-------- Records for the exercise
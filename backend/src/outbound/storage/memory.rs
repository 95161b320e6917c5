//! Process-local key-value store.

use std::collections::HashMap;
use std::sync::{Mutex, MutexGuard, PoisonError};

use crate::domain::ports::{KeyValueStore, KeyValueStoreError};

/// Thread-safe in-memory store. Contents vanish with the process.
#[derive(Debug, Default)]
pub struct InMemoryKeyValueStore {
    entries: Mutex<HashMap<String, Vec<u8>>>,
}

impl InMemoryKeyValueStore {
    /// Number of keys written so far.
    pub fn len(&self) -> usize {
        self.lock().len()
    }

    /// Whether no key has been written.
    pub fn is_empty(&self) -> bool {
        self.lock().is_empty()
    }

    fn lock(&self) -> MutexGuard<'_, HashMap<String, Vec<u8>>> {
        // A panic mid-insert cannot leave a half-written entry, so the map is
        // still consistent after poisoning.
        self.entries.lock().unwrap_or_else(PoisonError::into_inner)
    }
}

impl KeyValueStore for InMemoryKeyValueStore {
    fn get(&self, key: &str) -> Result<Option<Vec<u8>>, KeyValueStoreError> {
        Ok(self.lock().get(key).cloned())
    }

    fn set(&self, key: &str, value: &[u8]) -> Result<(), KeyValueStoreError> {
        self.lock().insert(key.to_owned(), value.to_vec());
        Ok(())
    }
}
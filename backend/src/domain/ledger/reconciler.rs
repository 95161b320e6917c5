//! Reconciles per-user ledgers with the catalogue and the key-value store.

use std::sync::Arc;

use tracing::{debug, info, warn};

use super::{BookIdSet, BorrowOutcome, LedgerError, LedgerList, UserLedger};
use crate::domain::ports::KeyValueStore;
use crate::domain::{BookId, Catalog, UserId};

/// Owns ledger creation and mutation for every user.
///
/// Each operation is a synchronous read-modify-write against one user's
/// keys. Concurrent writers for the same user race with last-writer-wins
/// semantics; different users never share a key.
///
/// Operations take `Option<UserId>`: `None` stands for "nobody is signed in"
/// and always short-circuits without touching the store.
///
/// # Examples
/// ```
/// use std::sync::Arc;
/// use bookshelf::domain::{BookId, Catalog, CatalogEntry, LedgerReconciler, UserId};
/// use bookshelf::outbound::storage::InMemoryKeyValueStore;
///
/// let user = UserId::new(42).unwrap();
/// let book = BookId::new(1).unwrap();
/// let catalog = Catalog::new(vec![
///     CatalogEntry::new(book, "Dune", "Frank Herbert").with_borrowed_seed([user]),
/// ])
/// .unwrap();
/// let reconciler = LedgerReconciler::new(
///     Arc::new(InMemoryKeyValueStore::default()),
///     Arc::new(catalog),
/// );
///
/// let ledger = reconciler.load_ledger(Some(user)).unwrap().unwrap();
/// assert!(ledger.is_borrowed(book));
/// assert!(reconciler.toggle_favorite(Some(user), book).unwrap());
/// ```
pub struct LedgerReconciler<S: ?Sized> {
    store: Arc<S>,
    catalog: Arc<Catalog>,
}

impl<S: ?Sized> Clone for LedgerReconciler<S> {
    fn clone(&self) -> Self {
        Self {
            store: Arc::clone(&self.store),
            catalog: Arc::clone(&self.catalog),
        }
    }
}

impl<S> LedgerReconciler<S>
where
    S: KeyValueStore + ?Sized,
{
    /// Create a reconciler over `store` seeded from `catalog`.
    pub fn new(store: Arc<S>, catalog: Arc<Catalog>) -> Self {
        Self { store, catalog }
    }

    /// Catalogue snapshot used for seeding.
    pub fn catalog(&self) -> &Catalog {
        &self.catalog
    }

    /// Load `user`'s ledger, creating and persisting it on first access.
    ///
    /// Returns `Ok(None)` without touching the store when `user` is `None`.
    /// Each list is reconciled on its own: an existing list is returned
    /// verbatim, a missing one is derived from the catalogue seeds and
    /// written back before returning.
    pub fn load_ledger(&self, user: Option<UserId>) -> Result<Option<UserLedger>, LedgerError> {
        let Some(user) = user else {
            return Ok(None);
        };
        let borrowed = self.load_list(user, LedgerList::Borrowed)?;
        let favorited = self.load_list(user, LedgerList::Favorites)?;
        Ok(Some(UserLedger::new(user, borrowed, favorited)))
    }

    /// Flip `book`'s favourite membership.
    ///
    /// Returns `false` with no side effect when `user` is `None`.
    pub fn toggle_favorite(&self, user: Option<UserId>, book: BookId) -> Result<bool, LedgerError> {
        let Some(user) = user else {
            warn!(book_id = %book, "favourite toggle without a signed-in user");
            return Ok(false);
        };
        let mut favorited = self.load_list(user, LedgerList::Favorites)?;
        let now_favorite = favorited.toggle(book);
        self.write_list(user, LedgerList::Favorites, &favorited)?;
        info!(user_id = %user, book_id = %book, favorite = now_favorite, "favourite toggled");
        Ok(true)
    }

    /// Add `book` to the borrowed list.
    ///
    /// There is no borrow limit and no check against other users' ledgers.
    pub fn borrow_book(&self, user: Option<UserId>, book: BookId) -> Result<BorrowOutcome, LedgerError> {
        let Some(user) = user else {
            warn!(book_id = %book, "borrow without a signed-in user");
            return Ok(BorrowOutcome::NotLoggedIn);
        };
        let mut borrowed = self.load_list(user, LedgerList::Borrowed)?;
        if !borrowed.insert(book) {
            debug!(user_id = %user, book_id = %book, "book already borrowed");
            return Ok(BorrowOutcome::AlreadyBorrowed);
        }
        self.write_list(user, LedgerList::Borrowed, &borrowed)?;
        info!(user_id = %user, book_id = %book, "book borrowed");
        Ok(BorrowOutcome::Borrowed)
    }

    /// Remove `book` from the borrowed list; absent ids succeed as a no-op.
    pub fn return_book(&self, user: Option<UserId>, book: BookId) -> Result<bool, LedgerError> {
        self.remove_from(user, book, LedgerList::Borrowed)
    }

    /// Remove `book` from the favourites; absent ids succeed as a no-op.
    pub fn remove_favorite(&self, user: Option<UserId>, book: BookId) -> Result<bool, LedgerError> {
        self.remove_from(user, book, LedgerList::Favorites)
    }

    fn remove_from(
        &self,
        user: Option<UserId>,
        book: BookId,
        list: LedgerList,
    ) -> Result<bool, LedgerError> {
        let Some(user) = user else {
            warn!(book_id = %book, %list, "removal without a signed-in user");
            return Ok(false);
        };
        let mut ids = self.load_list(user, list)?;
        let removed = ids.remove(book);
        self.write_list(user, list, &ids)?;
        info!(user_id = %user, book_id = %book, %list, removed, "book removed from list");
        Ok(true)
    }

    fn load_list(&self, user: UserId, list: LedgerList) -> Result<BookIdSet, LedgerError> {
        let key = list.storage_key(user);
        if let Some(existing) = self.read_list(&key)? {
            return Ok(existing);
        }

        let seeded: BookIdSet = match list {
            LedgerList::Borrowed => self.catalog.borrowed_seed(user).collect(),
            LedgerList::Favorites => self.catalog.favorited_seed(user).collect(),
        };
        self.write_list(user, list, &seeded)?;
        debug!(user_id = %user, %list, count = seeded.len(), "ledger list seeded from catalogue");
        Ok(seeded)
    }

    fn read_list(&self, key: &str) -> Result<Option<BookIdSet>, LedgerError> {
        let Some(bytes) = self.store.get(key).map_err(|source| LedgerError::Store {
            key: key.to_owned(),
            source,
        })?
        else {
            return Ok(None);
        };
        serde_json::from_slice(&bytes)
            .map(Some)
            .map_err(|err| LedgerError::Corrupted {
                key: key.to_owned(),
                message: err.to_string(),
            })
    }

    fn write_list(&self, user: UserId, list: LedgerList, ids: &BookIdSet) -> Result<(), LedgerError> {
        let key = list.storage_key(user);
        let bytes = serde_json::to_vec(ids).map_err(|err| LedgerError::Encode {
            key: key.clone(),
            message: err.to_string(),
        })?;
        self.store
            .set(&key, &bytes)
            .map_err(|source| LedgerError::Store { key, source })
    }
}

#[cfg(test)]
mod tests {
    //! Regression coverage for this module.
    use super::*;
    use crate::domain::CatalogEntry;
    use crate::domain::ports::{KeyValueStoreError, MockKeyValueStore};
    use crate::outbound::storage::InMemoryKeyValueStore;
    use rstest::{fixture, rstest};

    fn book(raw: u64) -> BookId {
        BookId::new(raw).expect("positive id")
    }

    fn user(raw: u64) -> UserId {
        UserId::new(raw).expect("positive id")
    }

    fn ids(set: &BookIdSet) -> Vec<u64> {
        set.iter().map(BookId::get).collect()
    }

    #[fixture]
    fn catalog() -> Arc<Catalog> {
        Arc::new(
            Catalog::new(vec![
                CatalogEntry::new(book(1), "Dune", "Frank Herbert").with_borrowed_seed([user(42)]),
                CatalogEntry::new(book(2), "Emma", "Jane Austen").with_favorited_seed([user(42)]),
                CatalogEntry::new(book(3), "Ulysses", "James Joyce"),
            ])
            .expect("unique ids"),
        )
    }

    #[fixture]
    fn store() -> Arc<InMemoryKeyValueStore> {
        Arc::new(InMemoryKeyValueStore::default())
    }

    #[rstest]
    fn absent_user_never_touches_the_store(catalog: Arc<Catalog>) {
        let mut mock = MockKeyValueStore::new();
        mock.expect_get().never();
        mock.expect_set().never();
        let reconciler = LedgerReconciler::new(Arc::new(mock), catalog);

        assert_eq!(reconciler.load_ledger(None).expect("no error"), None);
        assert!(!reconciler.toggle_favorite(None, book(1)).expect("no error"));
        assert_eq!(
            reconciler.borrow_book(None, book(1)).expect("no error"),
            BorrowOutcome::NotLoggedIn
        );
        assert!(!reconciler.return_book(None, book(1)).expect("no error"));
        assert!(!reconciler.remove_favorite(None, book(1)).expect("no error"));
    }

    #[rstest]
    fn first_load_seeds_and_persists(catalog: Arc<Catalog>, store: Arc<InMemoryKeyValueStore>) {
        let reconciler = LedgerReconciler::new(Arc::clone(&store), catalog);
        let ledger = reconciler
            .load_ledger(Some(user(42)))
            .expect("load")
            .expect("ledger");

        assert_eq!(ids(ledger.borrowed()), vec![1]);
        assert_eq!(ids(ledger.favorited()), vec![2]);
        assert_eq!(store.get("borrowed_42").expect("read"), Some(b"[1]".to_vec()));
        assert_eq!(store.get("favorites_42").expect("read"), Some(b"[2]".to_vec()));
    }

    #[rstest]
    fn lists_are_seeded_independently(catalog: Arc<Catalog>, store: Arc<InMemoryKeyValueStore>) {
        store.set("favorites_42", b"[3]").expect("prime store");
        let reconciler = LedgerReconciler::new(Arc::clone(&store), catalog);
        let ledger = reconciler
            .load_ledger(Some(user(42)))
            .expect("load")
            .expect("ledger");

        assert_eq!(ids(ledger.borrowed()), vec![1]);
        assert_eq!(ids(ledger.favorited()), vec![3]);
    }

    #[rstest]
    fn corrupted_list_is_reported_not_reseeded(
        catalog: Arc<Catalog>,
        store: Arc<InMemoryKeyValueStore>,
    ) {
        store.set("borrowed_42", b"not json").expect("prime store");
        let reconciler = LedgerReconciler::new(Arc::clone(&store), catalog);
        let err = reconciler
            .borrow_book(Some(user(42)), book(3))
            .expect_err("corruption surfaces");

        assert!(matches!(err, LedgerError::Corrupted { ref key, .. } if key == "borrowed_42"));
        assert_eq!(store.get("borrowed_42").expect("read"), Some(b"not json".to_vec()));
    }

    #[rstest]
    fn already_borrowed_leaves_store_untouched(catalog: Arc<Catalog>) {
        let mut mock = MockKeyValueStore::new();
        mock.expect_get()
            .withf(|key| key == "borrowed_42")
            .returning(|_| Ok(Some(b"[1]".to_vec())));
        mock.expect_set().never();
        let reconciler = LedgerReconciler::new(Arc::new(mock), catalog);

        let outcome = reconciler.borrow_book(Some(user(42)), book(1)).expect("borrow");
        assert_eq!(outcome, BorrowOutcome::AlreadyBorrowed);
    }

    #[rstest]
    fn store_failures_carry_the_key(catalog: Arc<Catalog>) {
        let mut mock = MockKeyValueStore::new();
        mock.expect_get()
            .returning(|_| Err(KeyValueStoreError::unavailable("offline")));
        let reconciler = LedgerReconciler::new(Arc::new(mock), catalog);

        let err = reconciler
            .toggle_favorite(Some(user(5)), book(1))
            .expect_err("store offline");
        assert!(matches!(err, LedgerError::Store { ref key, .. } if key == "favorites_5"));
    }

    #[rstest]
    fn returning_an_absent_book_still_succeeds(
        catalog: Arc<Catalog>,
        store: Arc<InMemoryKeyValueStore>,
    ) {
        let reconciler = LedgerReconciler::new(Arc::clone(&store), catalog);
        assert!(reconciler.return_book(Some(user(42)), book(3)).expect("return"));
        assert_eq!(store.get("borrowed_42").expect("read"), Some(b"[1]".to_vec()));
    }
}
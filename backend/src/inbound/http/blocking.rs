//! Bridge from async handlers to the synchronous ledger ports.
//!
//! Ledger calls may hit the filesystem, so they run on Actix's blocking
//! thread pool rather than on the reactor.

use actix_web::web;
use tracing::error;

use crate::domain::Error;
use crate::inbound::http::ApiResult;

/// Run `work` on the blocking pool and flatten its result.
///
/// A cancelled or panicked job becomes an internal error.
pub async fn run_blocking<T, F>(work: F) -> ApiResult<T>
where
    F: FnOnce() -> Result<T, Error> + Send + 'static,
    T: Send + 'static,
{
    web::block(work).await.unwrap_or_else(|err| {
        error!(error = %err, "blocking ledger call failed");
        Err(Error::internal("blocking task failed"))
    })
}
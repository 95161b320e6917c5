//! HTTP server configuration object and helpers.

use std::net::SocketAddr;
use std::sync::Arc;

use actix_web::cookie::{Key, SameSite};
use bookshelf::domain::{Catalog, RosterDirectory};
use camino::Utf8PathBuf;

/// Builder-style configuration for creating the HTTP server.
pub struct ServerConfig {
    pub(crate) key: Key,
    pub(crate) cookie_secure: bool,
    pub(crate) same_site: SameSite,
    pub(crate) bind_addr: SocketAddr,
    pub(crate) catalog: Arc<Catalog>,
    pub(crate) roster: Arc<RosterDirectory>,
    pub(crate) ledger_dir: Option<Utf8PathBuf>,
}

impl ServerConfig {
    /// Construct a configuration with an empty catalogue and roster.
    #[must_use]
    pub fn new(key: Key, cookie_secure: bool, same_site: SameSite, bind_addr: SocketAddr) -> Self {
        Self {
            key,
            cookie_secure,
            same_site,
            bind_addr,
            catalog: Arc::new(Catalog::default()),
            roster: Arc::new(RosterDirectory::default()),
            ledger_dir: None,
        }
    }

    /// Serve `catalog` and authenticate against `roster`.
    #[must_use]
    pub fn with_library(mut self, catalog: Catalog, roster: RosterDirectory) -> Self {
        self.catalog = Arc::new(catalog);
        self.roster = Arc::new(roster);
        self
    }

    /// Persist ledgers as files under `dir`; `None` keeps them in memory.
    #[must_use]
    pub fn with_ledger_dir(mut self, dir: Option<Utf8PathBuf>) -> Self {
        self.ledger_dir = dir;
        self
    }

    /// Return the socket address the server will bind to.
    #[cfg_attr(
        not(any(test, doctest)),
        expect(dead_code, reason = "read by the bootstrap tests")
    )]
    #[must_use]
    pub fn bind_addr(&self) -> SocketAddr {
        self.bind_addr
    }
}
//! Static book catalogue.
//!
//! The catalogue is loaded once at start-up and shared read-only. Its seed
//! membership lists are consulted only when a user's ledger is first created.

use std::collections::{BTreeSet, HashMap};
use std::fmt;
use std::num::NonZeroU64;
use std::ops::Range;
use std::str::FromStr;

use library_data::BookRecord;
use serde::{Deserialize, Serialize};

use super::UserId;

/// Number of entries shown per catalogue page.
pub const PAGE_SIZE: usize = 12;

/// Errors raised while building a [`Catalog`].
#[derive(Debug, Clone, PartialEq, Eq, thiserror::Error)]
pub enum CatalogError {
    /// A book or seed user id was zero.
    #[error("catalogue id must be positive (book {book_id})")]
    InvalidId {
        /// Offending book id, or the book carrying a zero seed member.
        book_id: u64,
    },
    /// Two entries share an id.
    #[error("duplicate catalogue id {book_id}")]
    DuplicateId {
        /// Repeated book id.
        book_id: u64,
    },
}

/// Stable positive book identifier.
///
/// # Examples
/// ```
/// use bookshelf::domain::BookId;
///
/// let id: BookId = "21".parse().unwrap();
/// assert_eq!(id.get(), 21);
/// assert!(BookId::new(0).is_none());
/// ```
#[derive(Debug, Clone, Copy, PartialEq, Eq, PartialOrd, Ord, Hash, Serialize, Deserialize)]
#[serde(try_from = "u64", into = "u64")]
pub struct BookId(NonZeroU64);

/// Parse failure for [`BookId`].
#[derive(Debug, Clone, PartialEq, Eq, thiserror::Error)]
#[error("book id must be a positive integer")]
pub struct InvalidBookId;

impl BookId {
    /// Construct from a raw value, rejecting zero.
    pub fn new(id: u64) -> Option<Self> {
        NonZeroU64::new(id).map(Self)
    }

    /// Raw integer value.
    pub fn get(self) -> u64 {
        self.0.get()
    }
}

impl fmt::Display for BookId {
    fn fmt(&self, f: &mut fmt::Formatter<'_>) -> fmt::Result {
        write!(f, "{}", self.0)
    }
}

impl FromStr for BookId {
    type Err = InvalidBookId;

    fn from_str(s: &str) -> Result<Self, Self::Err> {
        s.parse::<u64>()
            .ok()
            .and_then(Self::new)
            .ok_or(InvalidBookId)
    }
}

impl From<BookId> for u64 {
    fn from(value: BookId) -> Self {
        value.get()
    }
}

impl TryFrom<u64> for BookId {
    type Error = InvalidBookId;

    fn try_from(value: u64) -> Result<Self, Self::Error> {
        Self::new(value).ok_or(InvalidBookId)
    }
}

/// One immutable catalogue entry.
#[derive(Debug, Clone, PartialEq, Eq)]
pub struct CatalogEntry {
    id: BookId,
    title: String,
    author: String,
    description: String,
    image: String,
    borrowed_by_seed: BTreeSet<UserId>,
    favorited_by_seed: BTreeSet<UserId>,
}

impl CatalogEntry {
    /// Create an entry with empty display extras and no seed members.
    pub fn new(id: BookId, title: impl Into<String>, author: impl Into<String>) -> Self {
        Self {
            id,
            title: title.into(),
            author: author.into(),
            description: String::new(),
            image: String::new(),
            borrowed_by_seed: BTreeSet::new(),
            favorited_by_seed: BTreeSet::new(),
        }
    }

    /// Set the description text.
    pub fn with_description(mut self, description: impl Into<String>) -> Self {
        self.description = description.into();
        self
    }

    /// Set the cover image URL.
    pub fn with_image(mut self, image: impl Into<String>) -> Self {
        self.image = image.into();
        self
    }

    /// Users whose borrowed list starts with this book.
    pub fn with_borrowed_seed(mut self, users: impl IntoIterator<Item = UserId>) -> Self {
        self.borrowed_by_seed = users.into_iter().collect();
        self
    }

    /// Users whose favourites list starts with this book.
    pub fn with_favorited_seed(mut self, users: impl IntoIterator<Item = UserId>) -> Self {
        self.favorited_by_seed = users.into_iter().collect();
        self
    }

    /// Entry identifier.
    pub fn id(&self) -> BookId {
        self.id
    }

    /// Display title.
    pub fn title(&self) -> &str {
        self.title.as_str()
    }

    /// Display author.
    pub fn author(&self) -> &str {
        self.author.as_str()
    }

    /// Free-text description.
    pub fn description(&self) -> &str {
        self.description.as_str()
    }

    /// Cover image URL.
    pub fn image(&self) -> &str {
        self.image.as_str()
    }

    /// Whether `user` is seeded as a borrower.
    pub fn seeds_borrowed_for(&self, user: UserId) -> bool {
        self.borrowed_by_seed.contains(&user)
    }

    /// Whether `user` is seeded as a favouriter.
    pub fn seeds_favorite_for(&self, user: UserId) -> bool {
        self.favorited_by_seed.contains(&user)
    }
}

impl TryFrom<BookRecord> for CatalogEntry {
    type Error = CatalogError;

    fn try_from(record: BookRecord) -> Result<Self, Self::Error> {
        let BookRecord {
            id,
            title,
            author,
            image,
            description,
            borrowed_by,
            favorited_by,
        } = record;
        let book_id = BookId::new(id).ok_or(CatalogError::InvalidId { book_id: id })?;
        let seeds = |raw: Vec<u64>| {
            raw.into_iter()
                .map(|user| UserId::new(user).map_err(|_| CatalogError::InvalidId { book_id: id }))
                .collect::<Result<Vec<_>, _>>()
        };
        Ok(Self::new(book_id, title, author)
            .with_description(description)
            .with_image(image)
            .with_borrowed_seed(seeds(borrowed_by)?)
            .with_favorited_seed(seeds(favorited_by)?))
    }
}

/// Catalogue search filters.
///
/// An empty `title` matches every entry; an empty `author` matches every
/// author.
#[derive(Debug, Clone, Default, PartialEq, Eq)]
pub struct CatalogQuery {
    /// Case-insensitive title substring.
    pub title: String,
    /// Exact author name.
    pub author: String,
}

impl CatalogQuery {
    fn matches(&self, entry: &CatalogEntry) -> bool {
        let title_ok = self.title.is_empty()
            || entry
                .title()
                .to_lowercase()
                .contains(&self.title.to_lowercase());
        let author_ok = self.author.is_empty() || entry.author() == self.author;
        title_ok && author_ok
    }
}

/// Position of one page within a filtered result set.
#[derive(Debug, Clone, PartialEq, Eq)]
pub struct PageWindow {
    /// Requested 1-based page number.
    pub page: usize,
    /// Number of pages available; zero for an empty result set.
    pub total_pages: usize,
    /// Index range of the page within the result set; empty when out of range.
    pub range: Range<usize>,
}

impl PageWindow {
    /// Compute the window for `page` over `total_items` entries.
    ///
    /// Page numbers below one are treated as the first page.
    ///
    /// # Examples
    /// ```
    /// use bookshelf::domain::PageWindow;
    ///
    /// let window = PageWindow::new(25, 3);
    /// assert_eq!(window.total_pages, 3);
    /// assert_eq!(window.range, 24..25);
    /// ```
    pub fn new(total_items: usize, page: usize) -> Self {
        let page = page.max(1);
        let total_pages = total_items.div_ceil(PAGE_SIZE);
        let start = (page - 1).saturating_mul(PAGE_SIZE).min(total_items);
        let end = start.saturating_add(PAGE_SIZE).min(total_items);
        Self {
            page,
            total_pages,
            range: start..end,
        }
    }
}

/// Immutable, ordered catalogue snapshot.
#[derive(Debug, Clone, Default)]
pub struct Catalog {
    entries: Vec<CatalogEntry>,
    index: HashMap<BookId, usize>,
}

impl Catalog {
    /// Build a catalogue, rejecting duplicate ids.
    pub fn new(entries: Vec<CatalogEntry>) -> Result<Self, CatalogError> {
        let mut index = HashMap::with_capacity(entries.len());
        for (position, entry) in entries.iter().enumerate() {
            if index.insert(entry.id(), position).is_some() {
                return Err(CatalogError::DuplicateId {
                    book_id: entry.id().get(),
                });
            }
        }
        Ok(Self { entries, index })
    }

    /// Convert validated dataset records.
    pub fn from_records(records: Vec<BookRecord>) -> Result<Self, CatalogError> {
        let entries = records
            .into_iter()
            .map(CatalogEntry::try_from)
            .collect::<Result<Vec<_>, _>>()?;
        Self::new(entries)
    }

    /// All entries in catalogue order.
    pub fn entries(&self) -> &[CatalogEntry] {
        &self.entries
    }

    /// Look up an entry by id.
    pub fn get(&self, id: BookId) -> Option<&CatalogEntry> {
        self.index
            .get(&id)
            .and_then(|position| self.entries.get(*position))
    }

    /// Whether `id` names a catalogue entry.
    pub fn contains(&self, id: BookId) -> bool {
        self.index.contains_key(&id)
    }

    /// Entries matching `query`, in catalogue order.
    pub fn search<'a>(&'a self, query: &'a CatalogQuery) -> impl Iterator<Item = &'a CatalogEntry> {
        self.entries.iter().filter(move |entry| query.matches(entry))
    }

    /// Distinct author names, sorted.
    pub fn authors(&self) -> Vec<String> {
        self.entries
            .iter()
            .map(|entry| entry.author().to_owned())
            .collect::<BTreeSet<_>>()
            .into_iter()
            .collect()
    }

    /// Ids seeded as borrowed by `user`, in catalogue order.
    pub fn borrowed_seed(&self, user: UserId) -> impl Iterator<Item = BookId> + '_ {
        self.entries
            .iter()
            .filter(move |entry| entry.seeds_borrowed_for(user))
            .map(CatalogEntry::id)
    }

    /// Ids seeded as favourites by `user`, in catalogue order.
    pub fn favorited_seed(&self, user: UserId) -> impl Iterator<Item = BookId> + '_ {
        self.entries
            .iter()
            .filter(move |entry| entry.seeds_favorite_for(user))
            .map(CatalogEntry::id)
    }
}

#[cfg(test)]
mod tests {
    //! Regression coverage for this module.
    use super::*;
    use rstest::{fixture, rstest};

    fn book(id: u64, title: &str, author: &str) -> CatalogEntry {
        CatalogEntry::new(BookId::new(id).expect("positive id"), title, author)
    }

    fn user(id: u64) -> UserId {
        UserId::new(id).expect("positive id")
    }

    #[fixture]
    fn catalog() -> Catalog {
        Catalog::new(vec![
            book(1, "Dune", "Frank Herbert").with_borrowed_seed([user(42)]),
            book(2, "Emma", "Jane Austen").with_favorited_seed([user(42), user(7)]),
            book(3, "Dune Messiah", "Frank Herbert").with_borrowed_seed([user(7)]),
            book(4, "Persuasion", "Jane Austen"),
        ])
        .expect("unique ids")
    }

    #[rstest]
    fn duplicate_ids_are_rejected() {
        let err = Catalog::new(vec![book(5, "A", "X"), book(5, "B", "Y")]).expect_err("dup");
        assert_eq!(err, CatalogError::DuplicateId { book_id: 5 });
    }

    #[rstest]
    fn records_with_zero_seed_users_are_rejected() {
        let record = BookRecord {
            id: 9,
            title: "Nine".to_owned(),
            author: "N".to_owned(),
            image: String::new(),
            description: String::new(),
            borrowed_by: vec![0],
            favorited_by: Vec::new(),
        };
        let err = Catalog::from_records(vec![record]).expect_err("zero seed");
        assert_eq!(err, CatalogError::InvalidId { book_id: 9 });
    }

    #[rstest]
    #[case("dune", "", vec![1, 3])]
    #[case("DUNE", "Frank Herbert", vec![1, 3])]
    #[case("", "Jane Austen", vec![2, 4])]
    #[case("messiah", "Jane Austen", vec![])]
    #[case("", "", vec![1, 2, 3, 4])]
    fn search_filters_by_title_and_author(
        catalog: Catalog,
        #[case] title: &str,
        #[case] author: &str,
        #[case] expected: Vec<u64>,
    ) {
        let query = CatalogQuery {
            title: title.to_owned(),
            author: author.to_owned(),
        };
        let ids: Vec<u64> = catalog.search(&query).map(|e| e.id().get()).collect();
        assert_eq!(ids, expected);
    }

    #[rstest]
    fn authors_are_distinct_and_sorted(catalog: Catalog) {
        assert_eq!(catalog.authors(), vec!["Frank Herbert", "Jane Austen"]);
    }

    #[rstest]
    fn seeds_are_reported_per_list(catalog: Catalog) {
        let borrowed: Vec<u64> = catalog.borrowed_seed(user(7)).map(BookId::get).collect();
        let favorited: Vec<u64> = catalog.favorited_seed(user(7)).map(BookId::get).collect();
        assert_eq!(borrowed, vec![3]);
        assert_eq!(favorited, vec![2]);
    }

    #[rstest]
    fn lookup_by_id(catalog: Catalog) {
        let id = BookId::new(4).expect("positive id");
        assert_eq!(catalog.get(id).map(CatalogEntry::title), Some("Persuasion"));
        assert!(!catalog.contains(BookId::new(99).expect("positive id")));
    }

    #[rstest]
    #[case(0, 1, 0, 0..0)]
    #[case(12, 1, 1, 0..12)]
    #[case(13, 2, 2, 12..13)]
    #[case(13, 0, 2, 0..12)]
    #[case(13, 5, 2, 13..13)]
    fn page_windows(
        #[case] total: usize,
        #[case] page: usize,
        #[case] pages: usize,
        #[case] range: Range<usize>,
    ) {
        let window = PageWindow::new(total, page);
        assert_eq!(window.total_pages, pages);
        assert_eq!(window.range, range);
    }
}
----------------
What you are asked to do: Where a line of the data above includes the string "FromStr", pull it out.

Written response:
use std::str::FromStr;
impl FromStr for BookId {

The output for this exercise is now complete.